Okay, so I’ve had this thing unboxed for a few days now.

I’ve played it on my Questyle CMA600i and it was loud enough, but boy was that not all that it can do. Holy moly.

Some loaners from SCV Distribution here in the UK just arrived to properly drive this beauty: a set of two Questyle CMA800R Golden running in monoblock configuration with a 3 pin XLR to 4 pin XLR convertor from Atlas Cables out of Scotland and a proper aftermarket cable, the Atlas Zeno headphone cable. The CMA600i – Susvara with stock cable combo is dad on the left. That’s a damn good toss. The CMA800R Golden Monoblocks + Susvara + Atlas Zeno = Irresponsibly Epic. For those keeping score that’s middle dad.

There may be other factors at play here. The stock cable could be pretty meh—switching cables on the HD600 did make a difference (see WyWires Red review). There has been burn-in on the drivers since I first opened it. I had been told that burn-in was necessary. I’m incredulous on this sometimes, but I tested. When I first played it I ran noise and frequency sweeps. Initially I heard the drivers straining (kind of a crackly noise) on some low frequency parts of the sweep. After more hours running my burn-in regimen: pink/brown/white (neapolitan noise), digital silence, and an Ayre acoustics glide tone for a few days (literally days, I’m at about 80 hours burn-in right now), that crackling has gone and the sound is a bit more open. The final factor, of course is the change in amp.

So, a brief description of the sound:

  • Dynamic
  • Wide open stage with big height and width, but especially depth (this depends on being driven well)
  • Crystal clear and super revealing. I’ve heard a lot of headphones and these do catch parts of recordings that I’ve never noticed.
  • Linear response. These have good solid bass, but it isn’t pumped up.
  • Incredibly realistic
  • Very natural timbre
  • Responsive to increased amplification, these scaled up massively with the CMA800R Golden monoblocks.

Now for the unboxing video:

Here’s some pics to get nice and bothered about. I skipped the outer box as it is just a brown nondescript box that says HiFiMAN and has a line drawing of the Susvara, like 1980s technical manual style. This manual is more interesting than the box.

From jeffreythompson.org




The owner’s manual is loaded with opera houses. Opera houses are friggin’ pretty. It kind of fits the headphone. Opera houses scream opulence and membership in the elite, so does the finish and price of the Susvara.

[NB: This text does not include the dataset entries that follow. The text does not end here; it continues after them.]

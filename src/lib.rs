//! Parts catalogue library
//!
//! Inventory search, BoM reference, part request tickets with PDF export and
//! part metadata administration over a remote document store.
#![forbid(unsafe_code)]
#![deny(rust_2018_idioms)]
#![allow(elided_lifetimes_in_paths)]
#![warn(clippy::all, clippy::perf, clippy::dbg_macro)]

pub mod cache;
pub mod catalog;
pub mod config;
pub mod errors;
pub mod handlers;
pub mod health;
pub mod i18n;
pub mod logging;
pub mod middleware_helpers;
pub mod models;
pub mod openapi;
pub mod pdf;
pub mod repositories;
pub mod services;
pub mod store;
pub mod tracing;

use std::sync::Arc;

use axum::{
    extract::{DefaultBodyLimit, State},
    response::Json,
    routing::{get, patch, post, put},
    Router,
};
use chrono::Utc;
use serde::Serialize;
use serde_json::{json, Value};
use utoipa::ToSchema;

use crate::store::{
    BlobStore, DocumentStore, FirebaseBlobStore, FirebaseStore, InMemoryBlobStore, InMemoryStore,
    StoreError,
};

#[derive(Clone)]
pub struct AppState {
    pub config: config::AppConfig,
    pub services: handlers::AppServices,
    pub store: Arc<dyn DocumentStore>,
}

// Common response wrappers
#[derive(Debug, Serialize, ToSchema)]
pub struct ApiResponse<T> {
    pub success: bool,
    pub data: Option<T>,
    pub message: Option<String>,
    pub errors: Option<Vec<String>>,
    #[serde(skip_serializing_if = "Option::is_none")]
    pub meta: Option<ResponseMeta>,
}

#[derive(Debug, Serialize, ToSchema)]
pub struct ResponseMeta {
    #[serde(skip_serializing_if = "Option::is_none")]
    pub request_id: Option<String>,
    pub timestamp: String,
}

impl ResponseMeta {
    fn capture() -> Self {
        Self {
            request_id: crate::tracing::current_request_id().map(|rid| rid.as_str().to_string()),
            timestamp: Utc::now().to_rfc3339(),
        }
    }
}

impl<T> ApiResponse<T> {
    pub fn success(data: T) -> Self {
        Self {
            success: true,
            data: Some(data),
            message: None,
            errors: None,
            meta: Some(ResponseMeta::capture()),
        }
    }

    /// Read that could not reach the store: an empty payload flagged as failed
    pub fn degraded(empty: Option<T>, message: String) -> Self {
        Self {
            success: false,
            data: empty,
            message: Some(message),
            errors: None,
            meta: Some(ResponseMeta::capture()),
        }
    }
}


/// Standard API result type for JSON responses
pub type ApiResult<T> = Result<Json<ApiResponse<T>>, errors::ServiceError>;

pub fn api_v1_routes() -> Router<AppState> {
    let parts = Router::new()
        .route("/parts", get(handlers::parts::list_parts))
        .route("/parts/suppliers", get(handlers::parts::list_suppliers))
        .route("/parts/summary", get(handlers::parts::catalog_summary))
        .route("/parts/:code", get(handlers::parts::get_part))
        .route("/parts/:code/image", get(handlers::parts::get_part_image));

    let bom = Router::new()
        .route("/bom/models", get(handlers::bom::list_models))
        .route("/bom/models/:model", get(handlers::bom::get_model_components));

    let applications = Router::new()
        .route(
            "/applications",
            post(handlers::applications::submit_application)
                .get(handlers::applications::list_applications),
        )
        .route("/applications/:id", get(handlers::applications::get_application))
        .route(
            "/applications/:id/status",
            get(handlers::applications::get_application_status),
        )
        .route(
            "/applications/:id/pdf",
            get(handlers::applications::export_application_pdf),
        );

    let admin = Router::new()
        .route("/admin/parts/:code", patch(handlers::admin::update_part))
        .route("/admin/parts/:code/image", put(handlers::admin::upload_part_image))
        .route("/admin/cache/invalidate", post(handlers::admin::invalidate_caches));

    Router::new()
        .merge(parts)
        .merge(bom)
        .merge(applications)
        .merge(admin)
}

async fn status(State(state): State<AppState>) -> Json<Value> {
    Json(json!({
        "service": env!("CARGO_PKG_NAME"),
        "version": env!("CARGO_PKG_VERSION"),
        "environment": state.config.environment,
        "store_backend": state.config.store.backend,
        "timestamp": Utc::now().to_rfc3339(),
    }))
}

/// Full application router: API, health, status and Swagger UI, with request
/// ids and HTTP tracing applied. CORS, compression and static files are added
/// by the binary.
pub fn app_router(state: AppState) -> Router {
    let body_limit = state.config.max_body_size;
    let store = state.store.clone();

    Router::new()
        .route("/status", get(status))
        .nest("/api/v1", api_v1_routes())
        .layer(DefaultBodyLimit::max(body_limit))
        .with_state(state)
        .nest("/health", health::health_routes(store))
        .merge(openapi::swagger_ui())
        .layer(crate::tracing::configure_http_tracing())
        .layer(axum::middleware::from_fn(
            middleware_helpers::request_id::request_id_middleware,
        ))
}

/// Document and blob store backends selected by configuration
#[derive(Clone, Debug)]
pub struct Backends {
    pub documents: Arc<dyn DocumentStore>,
    pub blobs: Arc<dyn BlobStore>,
}

impl Backends {
    pub fn in_memory(seed: Value) -> Self {
        Self {
            documents: Arc::new(InMemoryStore::with_data(seed)),
            blobs: Arc::new(InMemoryBlobStore::new()),
        }
    }
}

pub fn connect_backends(config: &config::StoreConfig) -> Result<Backends, StoreError> {
    if config.is_firebase() {
        let database_url = config
            .database_url
            .clone()
            .ok_or_else(|| StoreError::Backend("store.database_url is not set".to_string()))?;
        let bucket = config
            .storage_bucket
            .clone()
            .ok_or_else(|| StoreError::Backend("store.storage_bucket is not set".to_string()))?;

        let documents = FirebaseStore::new(
            database_url,
            config.auth_token.clone(),
            config.request_timeout(),
        )?;
        let blobs = FirebaseBlobStore::new(
            config.storage_api_url.clone(),
            bucket,
            config.auth_token.clone(),
            config.request_timeout(),
        )?;
        return Ok(Backends {
            documents: Arc::new(documents),
            blobs: Arc::new(blobs),
        });
    }

    let seed = match &config.seed_file {
        Some(path) => {
            let raw = std::fs::read_to_string(path)
                .map_err(|e| StoreError::Backend(format!("cannot read seed file {path}: {e}")))?;
            serde_json::from_str(&raw)?
        }
        None => Value::Object(Default::default()),
    };
    Ok(Backends::in_memory(seed))
}

pub mod prelude {
    pub use crate::catalog::{CatalogPage, CatalogQuery, SortKey, SortOrder, SupplierFilter};
    pub use crate::errors::*;
    pub use crate::models::*;
    pub use crate::services::*;
    pub use crate::store::{BlobStore, DocumentStore};
}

My first reaction when seeing this bag was “what the shit.” What is a faux felt bag doing with a $6000 headphone. I still have this reaction, but I’ve calmed down a bit. Do better HiFiMAN. Personally, I’d rather ditch the presentation box all-together and do something more like MrSpeakers carry cases, except attractive. Dan makes beautiful headphones, but that case is the wrong shade of brown.

The cables are both 3 meters and aren’t particularly attractive. I noticed weak join points on the top of the y-split, so I’m not sure how durable these will be. I also discovered observed, with limited reliability, that using the Atlas Zeno improved the treble incisiveness and soundstage modestly (caveat: no volume matched comparison, yet). It looks a helluva lot better with the Atlas Zeno and the build quality of the Zeno is stellar.

7 thoughts on “HiFiMAN Susvara: Unboxing and first impressions

Add yours

  1. Thanks for this first impression. For me the BIG question is: how better is this Susvara compared to the HE1000 V2 that I really like ?


    1. I happen to like the design. The clamp is good around my ears and the swivel hinges allow for different head shapes and positions. There are lots of headphones that incorporate spring steel, but many use small sections with plastic bridging them together. The construction of the headband is sturdy and light with loads of adjustability.

      How would you have accomplished the same adjustability, durability, and distinctive style?